*Task directions*.
Of the lines below, write out exactly those from the line with "let mut request" through the line with "filename greeter-core/src/client/address.rs", both included, and skip the rest.
** Entries provided follows **
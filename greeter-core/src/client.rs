//! # Greeter Connection
//!
//! This module implements the asynchronous half of the unary call pattern.
//!
//! A [`Connection`] goes through two states only: it is created connected (by
//! [`Connection::connect`] or [`Connection::from_service`]) and it is disconnected when dropped.
//! There is no reconnection logic; a broken connection surfaces as an [`RpcError`] on the next
//! call.
mod address;
mod tracker;

pub use tracker::ConnectionTracker;

use crate::BoxError;
use greeter_service::{GreeterClient, HelloRequest};
use http_body::Body as HttpBody;
use std::time::Duration;
use tonic::{Code, Status, transport::Channel};
use tracker::Lease;

/// Errors that can occur when connecting to a Greeter server.
#[derive(Debug, thiserror::Error)]
pub enum ConnectError {
    #[error("Invalid address '{address}': '{source}'")]
    InvalidAddress {
        address: String,
        #[source]
        source: tonic::transport::Error,
    },
    #[error("Address '{0}' does not specify a port")]
    MissingPort(String),
    #[error("Unsupported scheme '{scheme}' in address '{address}', only plaintext 'http' is supported")]
    UnsupportedScheme { address: String, scheme: String },
    #[error("Failed to connect to '{address}': '{source}'")]
    Unreachable {
        address: String,
        #[source]
        source: tonic::transport::Error,
    },
    #[error("Failed to start the client runtime: '{0}'")]
    Runtime(#[source] std::io::Error),
}

/// A failed `SayHello` call, carrying the gRPC status code and its message.
#[derive(Debug, Clone, PartialEq, Eq, thiserror::Error)]
#[error("RPC failed with code '{code}': '{detail}'")]
pub struct RpcError {
    pub code: Code,
    pub detail: String,
}

impl From<Status> for RpcError {
    fn from(status: Status) -> Self {
        Self {
            code: status.code(),
            detail: status.message().to_string(),
        }
    }
}

/// Bounds applied to a connection.
#[derive(Debug, Clone, Copy, PartialEq, Eq)]
pub struct ConnectOptions {
    /// How long to wait for the transport connection to be established.
    pub connect_timeout: Duration,
    /// How long a single call may take before failing with `DEADLINE_EXCEEDED`.
    /// `None` waits for as long as the transport does.
    pub request_timeout: Option<Duration>,
}

impl Default for ConnectOptions {
    fn default() -> Self {
        Self {
            connect_timeout: Duration::from_secs(5),
            request_timeout: Some(Duration::from_secs(30)),
        }
    }
}

/// A connected Greeter client.
///
/// Dropping the connection closes the underlying channel and returns its lease, if it has one.
#[derive(Debug)]
pub struct Connection<S = Channel> {
    client: GreeterClient<S>,
    request_timeout: Option<Duration>,
    lease: Option<Lease>,
}

impl Connection<Channel> {
    /// Connects to `addr` with the default [`ConnectOptions`].
    ///
    /// # Arguments
    ///
    /// * `addr` - `host:port` or `http://host:port`. Connections are always plaintext.
    ///
    /// # Returns
    ///
    /// * `Ok(Connection)` - The connected client.
    /// * `Err(ConnectError)` - If the address is malformed or nothing answers on it.
    pub async fn connect(addr: &str) -> Result<Self, ConnectError> {
        Self::connect_with(addr, ConnectOptions::default()).await
    }

    /// Connects to `addr` using the given options.
    pub async fn connect_with(addr: &str, options: ConnectOptions) -> Result<Self, ConnectError> {
        let endpoint = address::endpoint(addr)?.connect_timeout(options.connect_timeout);

        tracing::debug!(address = addr, "connecting");

        let channel = endpoint
            .connect()
            .await
            .map_err(|source| ConnectError::Unreachable {
                address: addr.to_string(),
                source,
            })?;

        tracing::debug!(address = addr, "connected");

        Ok(Self::from_service(channel).with_request_timeout(options.request_timeout))
    }
}

impl<S> Connection<S>
where
    S: tonic::client::GrpcService<tonic::body::Body>,
    S::Error: Into<BoxError>,
    S::ResponseBody: HttpBody<Data = tonic::codegen::Bytes> + Send + 'static,
    <S::ResponseBody as HttpBody>::Error: Into<BoxError> + Send,
{
    /// Creates a connection from an existing Tonic service/channel.
    pub fn from_service(service: S) -> Self {
        Self {
            client: GreeterClient::new(service),
            request_timeout: ConnectOptions::default().request_timeout,
            lease: None,
        }
    }

    /// Replaces the per-call timeout.
    pub fn with_request_timeout(mut self, request_timeout: Option<Duration>) -> Self {
        self.request_timeout = request_timeout;
        self
    }

    /// Registers this connection with `tracker`. The lease is returned when the connection drops.
    pub fn tracked(mut self, tracker: &ConnectionTracker) -> Self {
        self.lease = Some(tracker.acquire());
        self
    }

    /// Sends one `HelloRequest { name }` and waits for the reply.
    ///
    /// # Returns
    ///
    /// * `Ok(String)` - The `message` field of the reply.
    /// * `Err(RpcError)` - The server returned a non-OK status, the transport failed, or the call
    ///   exceeded the request timeout. The call is never retried.
    pub async fn say_hello(&mut self, name: &str) -> Result<String, RpcError> {
        let mut request = tonic::Request::new(HelloRequest {
            name: name.to_string(),
        });

        if let Some(timeout) = self.request_timeout {
            request.set_timeout(timeout);
        }

        tracing::debug!(name, "calling helloworld.Greeter/SayHello");

        let call = self.client.say_hello(request);

        let result = match self.request_timeout {
            Some(timeout) => tokio::time::timeout(timeout, call)
                .await
                .map_err(|_| RpcError {
                    code: Code::DeadlineExceeded,
                    detail: format!("no reply within {timeout:?}"),
                })?,
            None => call.await,
        };

        match result {
            Ok(response) => Ok(response.into_inner().message),
            Err(status) => {
                tracing::debug!(code = ?status.code(), message = status.message(), "SayHello failed");
                Err(status.into())
            }
        }
    }
}
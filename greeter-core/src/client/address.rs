//! Parsing of `host:port` addresses into plaintext `tonic` endpoints.
use super::ConnectError;
use tonic::transport::Endpoint;

/// Turns `host:port` or `http://host:port` into an [`Endpoint`].
///
/// A bare `host:port` is treated as `http://host:port`. Any other scheme is rejected, since
/// connections carry no transport security.
pub(super) fn endpoint(addr: &str) -> Result<Endpoint, ConnectError> {
    let addr = addr.trim();

    let uri = match addr.split_once("://") {
        Some(("http", _)) => addr.to_string(),
        Some((scheme, _)) => {
            return Err(ConnectError::UnsupportedScheme {
                address: addr.to_string(),
                scheme: scheme.to_string(),
            });
        }
        None => format!("http://{addr}"),
    };

    let endpoint =
        Endpoint::from_shared(uri).map_err(|source| ConnectError::InvalidAddress {
            address: addr.to_string(),
            source,
        })?;

    if endpoint.uri().port_u16().is_none() {
        return Err(ConnectError::MissingPort(addr.to_string()));
    }

    Ok(endpoint)
}

#[cfg(test)]
mod tests {
    use super::*;

    #[test]
    fn test_bare_host_port_gets_http_scheme() {
        let endpoint = endpoint("localhost:50051").unwrap();

        assert_eq!(endpoint.uri().scheme_str(), Some("http"));
        assert_eq!(endpoint.uri().host(), Some("localhost"));
        assert_eq!(endpoint.uri().port_u16(), Some(50051));
    }

    #[test]
    fn test_explicit_http_scheme_is_kept() {
        let endpoint = endpoint("http://127.0.0.1:8080").unwrap();

        assert_eq!(endpoint.uri().host(), Some("127.0.0.1"));
        assert_eq!(endpoint.uri().port_u16(), Some(8080));
    }

    #[test]
    fn test_surrounding_whitespace_is_ignored() {
        assert!(endpoint("  localhost:50051\n").is_ok());
    }

    #[test]
    fn test_https_is_rejected() {
        match endpoint("https://localhost:50051") {
            Err(ConnectError::UnsupportedScheme { scheme, .. }) => assert_eq!(scheme, "https"),
            other => panic!("Expected UnsupportedScheme, got {other:?}"),
        }
    }

    #[test]
    fn test_missing_port_is_rejected() {
        assert!(matches!(
            endpoint("localhost"),
            Err(ConnectError::MissingPort(_))
        ));
    }

    #[test]
    fn test_malformed_address_is_rejected() {
        assert!(matches!(
            endpoint("not a valid address:50051"),
            Err(ConnectError::InvalidAddress { .. })
        ));
    }
}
** End of Entries provided **
*Completed exercise*.
        let mut request = tonic::Request::new(HelloRequest {
            name: name.to_string(),
        });

        if let Some(timeout) = self.request_timeout {
            request.set_timeout(timeout);
        }

        tracing::debug!(name, "calling helloworld.Greeter/SayHello");

        let call = self.client.say_hello(request);

        let result = match self.request_timeout {
            Some(timeout) => tokio::time::timeout(timeout, call)
                .await
                .map_err(|_| RpcError {
                    code: Code::DeadlineExceeded,
                    detail: format!("no reply within {timeout:?}"),
                })?,
            None => call.await,
        };

        match result {
            Ok(response) => Ok(response.into_inner().message),
            Err(status) => {
                tracing::debug!(code = ?status.code(), message = status.message(), "SayHello failed");
                Err(status.into())
            }
        }
    }
}
filename greeter-core/src/client/address.rs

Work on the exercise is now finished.